24 Avenue Charles Floquet
75007 Paris
France
In a Paris cinema, Magnus Hirschfeld saw newsreel footage of the burning of his writings in Berlin. The Nazis had meticulously planned the surprise coup. On the early Saturday morning of May 6, 1933 - four days before the publicly staged book burning - 100 Nazi students from the University of Physical Education had turned up at the Institute of Sexual Science. Supported by an SA troop and accompanied by a marching brass band, valuable books and documents were first thrown onto a truck and then into the fire on the Opernplatz on May 10.
Was this destructive action aimed at the homosexual Hirschfeld or the Jewish founder of the Hirschfeld Institute? Or both? The doctor Ludwig Levy-Lenz had a completely different assumption. Just a few months earlier, he had practiced at the Institute for Sexual Science and therefore knew that many Nazis had also been treated there. The Institute's records therefore contained information that they could not have been interested in making public.
In the Parisian “Eldorado”, Magnus Hirschfeld, the man with the huge moustache and artfully tied bow tie, was well known as Aunt Magnesia. The “ladies' imitators” who appeared in this establishment had come up with this nickname for Magnus Hirschfeld. From the early summer of 1933, this guest appeared regularly at the Eldorado - but never in women's clothing, as was later rumored. At that time, the genre term “travesty” - related to the word “transvestite” - was established for the art form of “female impersonators”. Today, hardly anyone knows that this term was invented by Magnus Hirschfeld. Many years before his exile in Paris, the sex researcher had created the term for the title of a publication: “The Transvestites - An Investigation into the Erotic Disguise Instinct, with Extensive Casuistic and Historical Material”.

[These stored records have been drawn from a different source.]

use rand::rngs::StdRng;
use rand::{Rng, SeedableRng};
use stimex_core::{CoreError, RuntimeContext, UnitState};
use stimex_timing::{Clock, MonotonicClock};

use crate::adaptive::AdaptiveEvaluator;
use crate::error::{ProcedureError, Result};
use crate::executor::UnitExecutor;
use crate::params::ParameterTable;
use crate::report::{AdaptiveStop, RunReport, TrialRecord};
use crate::unit::{ListKind, Unit, UnitKind, UnitModifiers};

/// Where a parent places a clone requested by one of its children.
#[derive(Debug, Clone, Copy, PartialEq, Eq)]
pub enum InsertAt {
    /// Right after the child that asked for it.
    Next,
    /// Anywhere among the siblings that have not run yet.
    RandomAhead,
}

/// Instruction handed back to the parent, which owns its child list.
#[derive(Debug, Clone, PartialEq)]
pub struct Insertion {
    pub at: InsertAt,
    pub unit: Unit,
}

#[derive(Debug)]
struct UnitOutcome {
    state: UnitState,
    insertion: Option<Insertion>,
}

/// Walks a procedure tree, running each unit's lists through a
/// [`UnitExecutor`] and acting on the states they return.
pub struct ProcedureStateMachine<X, R>
where
    X: UnitExecutor,
    R: Rng,
{
    executor: X,
    rng: R,
    ctx: RuntimeContext<X::Display>,
    params: ParameterTable,
    clock: MonotonicClock,
    report: RunReport,
    stop_origin: Option<UnitKind>,
    block: String,
}

impl<X: UnitExecutor> ProcedureStateMachine<X, StdRng> {
    /// Seeds from `RuntimeConfig::seed`, or from the thread rng without one.
    pub fn seeded(executor: X, ctx: RuntimeContext<X::Display>) -> Self {
        let rng = match ctx.config().seed {
            Some(seed) => StdRng::seed_from_u64(seed),
            None => StdRng::from_rng(&mut rand::rng()),
        };
        Self::new(executor, ctx, rng)
    }
}

impl<X, R> ProcedureStateMachine<X, R>
where
    X: UnitExecutor,
    R: Rng,
{
    pub fn new(executor: X, ctx: RuntimeContext<X::Display>, rng: R) -> Self {
        Self {
            executor,
            rng,
            ctx,
            params: ParameterTable::new(),
            clock: MonotonicClock::new(),
            report: RunReport::default(),
            stop_origin: None,
            block: String::new(),
        }
    }

    pub fn executor(&self) -> &X {
        &self.executor
    }

    pub fn executor_mut(&mut self) -> &mut X {
        &mut self.executor
    }

    pub fn context(&self) -> &RuntimeContext<X::Display> {
        &self.ctx
    }

    pub fn context_mut(&mut self) -> &mut RuntimeContext<X::Display> {
        &mut self.ctx
    }

    pub fn params(&self) -> &ParameterTable {
        &self.params
    }

    pub fn params_mut(&mut self) -> &mut ParameterTable {
        &mut self.params
    }

    pub fn into_parts(self) -> (X, RuntimeContext<X::Display>) {
        (self.executor, self.ctx)
    }

    /// Runs the whole tree. Clones inserted along the way stay in `procedure`.
    pub fn run(&mut self, procedure: &mut Unit) -> Result<RunReport> {
        validate(procedure)?;
        self.report = RunReport::default();
        self.stop_origin = None;
        self.block.clear();

        tracing::info!(
            "running procedure `{}` ({} trials)",
            procedure.name,
            procedure.trial_count()
        );
        let outcome = self.run_unit(procedure, false);
        if let Some(insertion) = outcome.insertion {
            tracing::warn!(
                "procedure `{}` asked for a {:?} clone of itself; ignored",
                insertion.unit.name,
                outcome.state
            );
        }

        self.report.stop_origin = self.stop_origin;
        tracing::info!(
            "procedure `{}` finished: {} trials, {} errors, {} insertions, stop origin {:?}",
            procedure.name,
            self.report.trials.len(),
            self.report.errors,
            self.report.insertions,
            self.stop_origin
        );
        Ok(std::mem::take(&mut self.report))
    }

    fn run_unit(&mut self, unit: &mut Unit, randomized_siblings: bool) -> UnitOutcome {
        let pristine = unit.clone();
        let scope = self.params.bind(&unit.bindings);
        self.params.set_state(unit.kind.slot(), UnitState::Execute);
        if self.ctx.config().trace_units {
            tracing::info!("enter {} `{}`", unit.kind, unit.name);
        } else {
            tracing::debug!("enter {} `{}`", unit.kind, unit.name);
        }

        let state = if unit.kind.is_trial() {
            self.run_trial(unit)
        } else {
            self.run_container(unit)
        };

        let insertion = if state.requests_clone() {
            self.clone_for(unit, state, pristine, randomized_siblings)
        } else {
            None
        };

        self.params.restore(scope);
        tracing::debug!("leave {} `{}`: {:?}", unit.kind, unit.name, state);
        UnitOutcome { state, insertion }
    }

    /// Clone the parent should insert for a unit that ended in `state`.
    fn clone_for(
        &mut self,
        unit: &Unit,
        state: UnitState,
        pristine: Unit,
        randomized_siblings: bool,
    ) -> Option<Insertion> {
        match state {
            UnitState::Repeat => Some(Insertion {
                at: InsertAt::Next,
                unit: pristine,
            }),
            UnitState::Copy => Some(Insertion {
                at: InsertAt::Next,
                unit: unit.refreshed(&self.params),
            }),
            UnitState::Error => {
                self.report.errors += 1;
                self.ctx.report(&CoreError::Unit(format!(
                    "{} `{}` returned an error",
                    unit.kind, unit.name
                )));
                self.ctx.config().repeat_error_trials.then(|| Insertion {
                    at: if randomized_siblings {
                        InsertAt::RandomAhead
                    } else {
                        InsertAt::Next
                    },
                    unit: pristine,
                })
            }
            _ => None,
        }
    }

    fn run_trial(&mut self, unit: &mut Unit) -> UnitState {
        let started_at = self.clock.now();
        let code = self.run_list(unit, ListKind::Main);
        let state = code.dominant(self.params.get_state(unit.kind.slot()));
        if state.is_stop() {
            self.stop_origin.get_or_insert(UnitKind::Trial);
        }

        self.report.trials.push(TrialRecord {
            sequence: self.report.trials.len(),
            block: self.block.clone(),
            name: unit.name.clone(),
            state,
            params: self.params.snapshot(unit.bindings.iter().map(|b| &b.name)),
            started_at,
            finished_at: self.clock.now(),
        });
        state
    }

    fn run_container(&mut self, unit: &mut Unit) -> UnitState {
        let kind = unit.kind;
        if kind == UnitKind::Block {
            self.block.clone_from(&unit.name);
        }

        let start = self.run_list(unit, ListKind::Start);
        if start.is_stop() {
            self.stop_origin.get_or_insert(kind);
        }
        let mut stopping = start.is_stop() || self.pending_stop(kind);

        if !stopping && !start.is_break() {
            stopping = self.run_children(unit);
        }

        let mut end = UnitState::Execute;
        if self.stop_origin.is_none_or(|origin| origin > kind) {
            end = self.run_list(unit, ListKind::End);
            if end.is_stop() {
                self.stop_origin.get_or_insert(kind);
                stopping = true;
            }
            stopping |= self.pending_stop(kind);
        } else {
            tracing::debug!("skipping end list of {} `{}`", kind, unit.name);
        }

        if stopping {
            return UnitState::Stop;
        }
        // A break ends this unit's own loop and goes no further up.
        [start, end, self.params.get_state(kind.slot())]
            .into_iter()
            .filter(|s| !s.is_break())
            .fold(UnitState::Execute, UnitState::dominant)
    }

    /// Returns whether the run is stopping.
    fn run_children(&mut self, unit: &mut Unit) -> bool {
        let kind = unit.kind;
        let randomized = unit.modifiers.contains(UnitModifiers::RANDOM_FACTOR);
        let mut evaluator = unit.adaptive.as_ref().map(|spec| spec.evaluator());

        let mut i = 0;
        while i < unit.children.len() {
            let child_is_trial = unit.children[i].kind.is_trial();
            let outcome = self.run_unit(&mut unit.children[i], randomized);

            if let Some(insertion) = outcome.insertion {
                let at = match insertion.at {
                    InsertAt::Next => i + 1,
                    InsertAt::RandomAhead => self.rng.random_range(i + 1..=unit.children.len()),
                };
                tracing::debug!(
                    "inserting {:?} clone of `{}` at {} in {} `{}`",
                    outcome.state,
                    insertion.unit.name,
                    at,
                    kind,
                    unit.name
                );
                unit.children.insert(at, insertion.unit);
                self.report.insertions += 1;
            }
            i += 1;

            if outcome.state.is_stop() || self.pending_stop(kind) {
                return true;
            }
            if outcome.state.is_break() || self.params.get_state(kind.slot()).is_break() {
                break;
            }
            if child_is_trial {
                if let Some(evaluator) = evaluator.as_mut() {
                    if self.observe_adaptive(unit, evaluator) {
                        break;
                    }
                }
            }
        }
        false
    }

    fn observe_adaptive(&mut self, unit: &Unit, evaluator: &mut AdaptiveEvaluator) -> bool {
        let Some(spec) = unit.adaptive.as_ref() else {
            return false;
        };
        let Some(level) = self.params.get_f64(&spec.variable) else {
            self.ctx.report(&CoreError::Unit(format!(
                "adaptive block `{}` has no numeric `{}`",
                unit.name, spec.variable
            )));
            return false;
        };
        let step = spec
            .step
            .as_deref()
            .and_then(|p| self.params.get_f64(p))
            .unwrap_or(spec.min_step);
        let stop_key = spec
            .stop_key
            .as_deref()
            .and_then(|p| self.params.get_bool(p))
            .unwrap_or(false);

        if !evaluator.observe(level, step, stop_key) {
            return false;
        }
        tracing::info!(
            "adaptive block `{}` converged after {} trials ({} turning points)",
            unit.name,
            evaluator.history().len(),
            evaluator.turning_points()
        );
        self.report.adaptive_stops.push(AdaptiveStop {
            block: unit.name.clone(),
            trials: evaluator.history().len(),
            turning_points: evaluator.turning_points(),
        });
        true
    }

    fn run_list(&mut self, unit: &Unit, list: ListKind) -> UnitState {
        self.report.count_list(unit.kind, list);
        let state = self
            .executor
            .run_list(unit, list, &mut self.params, &mut self.ctx);
        tracing::trace!("{} `{}` {:?} list: {:?}", unit.kind, unit.name, list, state);
        state
    }

    /// Checks the slots from the root down to `kind` for a stop request.
    fn pending_stop(&mut self, kind: UnitKind) -> bool {
        let requested = UnitKind::ALL
            .into_iter()
            .take_while(|&k| k <= kind)
            .find(|k| self.params.get_state(k.slot()).is_stop());
        match requested {
            Some(origin) => {
                self.stop_origin.get_or_insert(origin);
                true
            }
            None => self.stop_origin.is_some(),
        }
    }
}

fn validate(procedure: &Unit) -> Result<()> {
    if procedure.kind != UnitKind::Procedure {
        return Err(ProcedureError::RootNotProcedure(procedure.kind));
    }
    check_unit(procedure)
}

fn check_unit(unit: &Unit) -> Result<()> {
    if unit.adaptive.is_some() && unit.kind != UnitKind::Block {
        return Err(ProcedureError::MisplacedAdaptive {
            kind: unit.kind,
            name: unit.name.clone(),
        });
    }
    for child in &unit.children {
        if unit.kind.child_kind() != Some(child.kind) {
            return Err(ProcedureError::InvalidNesting {
                parent: unit.kind,
                name: unit.name.clone(),
                child: child.kind,
            });
        }
        check_unit(child)?;
    }
    Ok(())
}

After Magnus Hirschfeld had not returned to Berlin from his trip around the world, his partner Karl Giese traveled to Paris to join him. Here he discovered that Hirschfeld had found another partner in 23-year-old Li Shiu Tong, a budding doctor. They then had a ménage à trois in exile in France.
In Paris, Magnus Hirschfeld opened an “Institut des sciences sexologiques” together with the French doctor Edmond Zammert at no. 24 Avenue Charles Floquet. However, the fruitful collaboration did not last long. On May 14, 1935, Magnus Hirschfeld died in Nice in the south of France. It was his 67th birthday.